When we kept everything on paper, organised people had these things called filing cabinets. They stored all of their documents in them in a structured way so that they could find them again.

Now those same people store all of their files in arbitrarily named folders on their company’s shared drive and wonder why they can’t find anything.

Nobody can find anything any more

Thousands of emails. Hundreds of files. File structures created on a whim and six layers deep. Duplicated content, lost content. We thought search would save us from this nightmare, but we were wrong.

It’s time to get organised

There are a couple of core concepts, and they’re so simple you’ll wonder why you haven’t thought of them before.

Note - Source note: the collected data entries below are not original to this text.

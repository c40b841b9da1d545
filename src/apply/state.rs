//! Progress of an apply pass.

use std::fmt;

/// Observable state of the coordinator's current pass.
///
/// Transitions: `Planned → Applying → (Applied | Failed)`. `Applying` is
/// published once per chunk, before its first attempt.
#[derive(Debug, Clone, Copy, PartialEq, Eq, Default)]
pub enum ApplyState {
    /// No chunk submitted yet.
    #[default]
    Planned,
    /// Chunk `index` (0-based) of `total` is being submitted.
    Applying {
        /// Current chunk position.
        index: usize,
        /// Chunks in the pass.
        total: usize,
    },
    /// Every chunk was accepted.
    Applied,
    /// Chunk `index` failed; the pass stopped there.
    Failed {
        /// Failing chunk position.
        index: usize,
    },
}

impl ApplyState {
    /// Returns true once the pass has finished either way.
    #[must_use]
    pub const fn is_terminal(&self) -> bool {
        matches!(self, Self::Applied | Self::Failed { .. })
    }
}

impl fmt::Display for ApplyState {
    fn fmt(&self, f: &mut fmt::Formatter<'_>) -> fmt::Result {
        match self {
            Self::Planned => write!(f, "planned"),
            Self::Applying { index, total } => {
                write!(f, "applying chunk {} of {total}", index + 1)
            }
            Self::Applied => write!(f, "applied"),
            Self::Failed { index } => write!(f, "failed at chunk {}", index + 1),
        }
    }
}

It’s worth mentioning at this point that all of this is free, and it’s possible to implement it without any additional tools.

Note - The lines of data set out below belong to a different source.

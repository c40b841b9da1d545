//! Coupling-aware chunk planning.

use std::collections::{BTreeMap, VecDeque};
use std::fmt;
use std::iter::FusedIterator;

use crate::coupling::CouplingRules;
use crate::setting::{Setting, find_duplicate};

use super::{Chunk, PlanError};

/// How coupled groups share chunks.
#[derive(Debug, Clone, Copy, PartialEq, Eq, Default)]
pub enum CoupledPacking {
    /// Every coupled group gets a chunk of its own; free settings start
    /// a fresh chunk after the last group.
    #[default]
    Isolated,
    /// Coupled groups are packed into chunks up to the size bound, and free
    /// settings top up every partly used coupled chunk before new chunks
    /// start.
    Fill,
}

impl fmt::Display for CoupledPacking {
    fn fmt(&self, f: &mut fmt::Formatter<'_>) -> fmt::Result {
        match self {
            Self::Isolated => write!(f, "isolated"),
            Self::Fill => write!(f, "fill"),
        }
    }
}

/// Order in which free (uncoupled) settings are packed.
#[derive(Debug, Clone, Copy, PartialEq, Eq, Default)]
pub enum FreeOrder {
    /// Presentation order; apply timing plays no part.
    #[default]
    Input,
    /// Immediate settings first, then pending-reboot settings, each
    /// keeping presentation order.
    ImmediateFirst,
}

impl fmt::Display for FreeOrder {
    fn fmt(&self, f: &mut fmt::Formatter<'_>) -> fmt::Result {
        match self {
            Self::Input => write!(f, "input"),
            Self::ImmediateFirst => write!(f, "immediate-first"),
        }
    }
}

/// Tunables for the planner.
///
/// # Defaults
///
/// - `max_chunk_size`: 20
/// - `coupled_packing`: [`CoupledPacking::Isolated`]
/// - `free_order`: [`FreeOrder::Input`]
#[derive(Debug, Clone, Copy, PartialEq, Eq)]
pub struct PlannerPolicy {
    /// Maximum number of settings per chunk. Zero is rejected at plan time.
    pub max_chunk_size: usize,
    /// How coupled groups share chunks.
    pub coupled_packing: CoupledPacking,
    /// Order of free settings.
    pub free_order: FreeOrder,
}

impl PlannerPolicy {
    /// Default maximum settings per call.
    pub const DEFAULT_MAX_CHUNK_SIZE: usize = 20;

    /// Creates a policy with default values.
    #[must_use]
    pub const fn new() -> Self {
        Self {
            max_chunk_size: Self::DEFAULT_MAX_CHUNK_SIZE,
            coupled_packing: CoupledPacking::Isolated,
            free_order: FreeOrder::Input,
        }
    }

    /// Sets the maximum chunk size.
    #[must_use]
    pub const fn with_max_chunk_size(mut self, size: usize) -> Self {
        self.max_chunk_size = size;
        self
    }

    /// Sets the coupled packing mode.
    #[must_use]
    pub const fn with_coupled_packing(mut self, packing: CoupledPacking) -> Self {
        self.coupled_packing = packing;
        self
    }

    /// Sets the free-setting order.
    #[must_use]
    pub const fn with_free_order(mut self, order: FreeOrder) -> Self {
        self.free_order = order;
        self
    }
}

impl Default for PlannerPolicy {
    fn default() -> Self {
        Self::new()
    }
}

/// Partitions settings into chunks according to a policy and coupling rules.
///
/// # Example
///
/// ```
/// use paramsync::coupling::CouplingTable;
/// use paramsync::plan::{Planner, PlannerPolicy};
/// use paramsync::setting::Setting;
///
/// let planner = Planner::new(
///     PlannerPolicy::new().with_max_chunk_size(3),
///     CouplingTable::builtin().rules_for("mysql8.0"),
/// );
///
/// let chunks: Vec<_> = planner
///     .plan(vec![
///         Setting::new("tx_isolation", "repeatable-read"),
///         Setting::new("collation_server", "utf8_unicode_ci"),
///         Setting::new("character_set_server", "utf8"),
///     ])
///     .unwrap()
///     .collect();
///
/// assert_eq!(chunks.len(), 2);
/// assert_eq!(chunks[0].settings()[0].name.as_str(), "character_set_server");
/// ```
#[derive(Debug, Clone)]
pub struct Planner {
    policy: PlannerPolicy,
    rules: CouplingRules,
}

impl Planner {
    /// Creates a planner.
    #[must_use]
    pub const fn new(policy: PlannerPolicy, rules: CouplingRules) -> Self {
        Self { policy, rules }
    }

    /// Returns the policy.
    #[must_use]
    pub const fn policy(&self) -> &PlannerPolicy {
        &self.policy
    }

    /// Returns the coupling rules.
    #[must_use]
    pub const fn rules(&self) -> &CouplingRules {
        &self.rules
    }

    /// Plans chunks for `settings`.
    ///
    /// # Errors
    ///
    /// Returns [`PlanError::ZeroChunkSize`] if the policy's bound is zero and
    /// [`PlanError::DuplicateSetting`] if a name repeats (ignoring case).
    pub fn plan(&self, settings: Vec<Setting>) -> Result<Chunks, PlanError> {
        let max = self.policy.max_chunk_size;
        if max == 0 {
            return Err(PlanError::ZeroChunkSize);
        }
        if let Some(name) = find_duplicate(&settings) {
            return Err(PlanError::DuplicateSetting { name: name.clone() });
        }

        let (groups, free) = self.partition(settings);
        let group_lens: Vec<usize> = groups.iter().map(Vec::len).collect();
        let slots = match self.policy.coupled_packing {
            CoupledPacking::Isolated => layout_isolated(&group_lens, free.len(), max),
            CoupledPacking::Fill => layout_fill(&group_lens, free.len(), max),
        };

        tracing::debug!(
            "Planned {} chunk(s): {} coupled group(s), {} free setting(s), max {} per chunk",
            slots.len(),
            groups.len(),
            free.len(),
            max
        );

        Ok(Chunks {
            groups: groups.into(),
            free: free.into(),
            slots: slots.into(),
        })
    }

    /// Splits settings into ordered coupled groups and ordered free settings.
    fn partition(&self, settings: Vec<Setting>) -> (Vec<Vec<Setting>>, Vec<Setting>) {
        let tagged: Vec<(Option<usize>, Setting)> = settings
            .into_iter()
            .map(|s| (self.rules.group_of(&s.name), s))
            .collect();

        let mut present: BTreeMap<usize, usize> = BTreeMap::new();
        for (group, _) in &tagged {
            if let Some(g) = group {
                *present.entry(*g).or_default() += 1;
            }
        }

        let mut coupled: BTreeMap<usize, Vec<Setting>> = BTreeMap::new();
        let mut free = Vec::new();
        for (group, setting) in tagged {
            // Coupling only binds when two or more members change together
            match group.filter(|g| present[g] > 1) {
                Some(g) => coupled.entry(g).or_default().push(setting),
                None => free.push(setting),
            }
        }

        let mut groups: Vec<Vec<Setting>> = coupled.into_values().collect();
        for group in &mut groups {
            group.sort_by(|a, b| a.name.cmp(&b.name));
        }
        groups.sort_by(|a, b| a[0].name.cmp(&b[0].name));

        if self.policy.free_order == FreeOrder::ImmediateFirst {
            let (mut immediate, pending): (Vec<_>, Vec<_>) =
                free.into_iter().partition(|s| !s.requires_restart());
            immediate.extend(pending);
            free = immediate;
        }

        (groups, free)
    }
}

/// Plans `settings` into chunks of at most `max_chunk_size` with default
/// packing and ordering.
///
/// # Errors
///
/// See [`Planner::plan`].
pub fn plan(
    settings: Vec<Setting>,
    max_chunk_size: usize,
    rules: &CouplingRules,
) -> Result<Chunks, PlanError> {
    Planner::new(
        PlannerPolicy::new().with_max_chunk_size(max_chunk_size),
        rules.clone(),
    )
    .plan(settings)
}

/// Shape of one output chunk: how many coupled groups and free settings it
/// takes from the front of the queues.
#[derive(Debug, Clone, Copy, PartialEq, Eq)]
struct Slot {
    groups: usize,
    free: usize,
    oversized: bool,
}

fn free_slots(slots: &mut Vec<Slot>, mut remaining: usize, max: usize) {
    while remaining > 0 {
        let take = remaining.min(max);
        slots.push(Slot {
            groups: 0,
            free: take,
            oversized: false,
        });
        remaining -= take;
    }
}

fn layout_isolated(group_lens: &[usize], free_len: usize, max: usize) -> Vec<Slot> {
    let mut slots: Vec<Slot> = group_lens
        .iter()
        .map(|&len| Slot {
            groups: 1,
            free: 0,
            oversized: len > max,
        })
        .collect();
    free_slots(&mut slots, free_len, max);
    slots
}

fn layout_fill(group_lens: &[usize], free_len: usize, max: usize) -> Vec<Slot> {
    let mut slots = Vec::new();
    // settings used so far in each slot
    let mut used = Vec::new();
    let mut open: Option<usize> = None;

    for &len in group_lens {
        if len > max {
            open = None;
            slots.push(Slot {
                groups: 1,
                free: 0,
                oversized: true,
            });
            used.push(len);
            continue;
        }
        match open {
            Some(i) if used[i] + len <= max => {
                slots[i].groups += 1;
                used[i] += len;
            }
            _ => {
                open = Some(slots.len());
                slots.push(Slot {
                    groups: 1,
                    free: 0,
                    oversized: false,
                });
                used.push(len);
            }
        }
    }

    let mut remaining = free_len;
    for (slot, used) in slots.iter_mut().zip(used) {
        if remaining == 0 {
            break;
        }
        if slot.oversized {
            continue;
        }
        slot.free = (max - used).min(remaining);
        remaining -= slot.free;
    }
    free_slots(&mut slots, remaining, max);
    slots
}

/// Lazy sequence of planned chunks.
///
/// The chunk layout is fixed when planning succeeds; settings are moved
/// into each [`Chunk`] only as it is yielded. The exact number of remaining
/// chunks is available through [`ExactSizeIterator::len`].
#[derive(Debug)]
pub struct Chunks {
    groups: VecDeque<Vec<Setting>>,
    free: VecDeque<Setting>,
    slots: VecDeque<Slot>,
}

impl Chunks {
    /// A sequence with no chunks.
    #[must_use]
    pub const fn empty() -> Self {
        Self {
            groups: VecDeque::new(),
            free: VecDeque::new(),
            slots: VecDeque::new(),
        }
    }
}

impl Iterator for Chunks {
    type Item = Chunk;

    fn next(&mut self) -> Option<Chunk> {
        let slot = self.slots.pop_front()?;
        let mut settings = Vec::new();
        for _ in 0..slot.groups {
            settings.extend(self.groups.pop_front().unwrap_or_default());
        }
        let take = slot.free.min(self.free.len());
        settings.extend(self.free.drain(..take));

        Some(if slot.oversized {
            Chunk::oversized(settings)
        } else {
            Chunk::new(settings)
        })
    }

    fn size_hint(&self) -> (usize, Option<usize>) {
        (self.slots.len(), Some(self.slots.len()))
    }
}

impl ExactSizeIterator for Chunks {}

impl FusedIterator for Chunks {}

Step 1: Divide everything in to ten things

  1. Take everything you need to organise and sort it in to, at most, ten large buckets.
  2. Make sure the buckets are unambiguously different.
  3. Put a label on each bucket.

This forces you to group things quite broadly, but that’s the point.

We call these buckets your areas. An area might be Finance.

Step 2: In each area, divide in ten again

Go through each bucket and repeat the process. This creates your categories.

A category within the Finance area might be Tax Returns.

Now we have ten areas which contain ten categories each. That’s a hundred categories at the very most. It’s very unlikely you will end up with a hundred categories.

Categories are the key

What’s a category? It’s just a collection of stuff. Book drafts. Travel itineraries. Lease agreements. Test reports. Contracts. Any type of work you do can become a category.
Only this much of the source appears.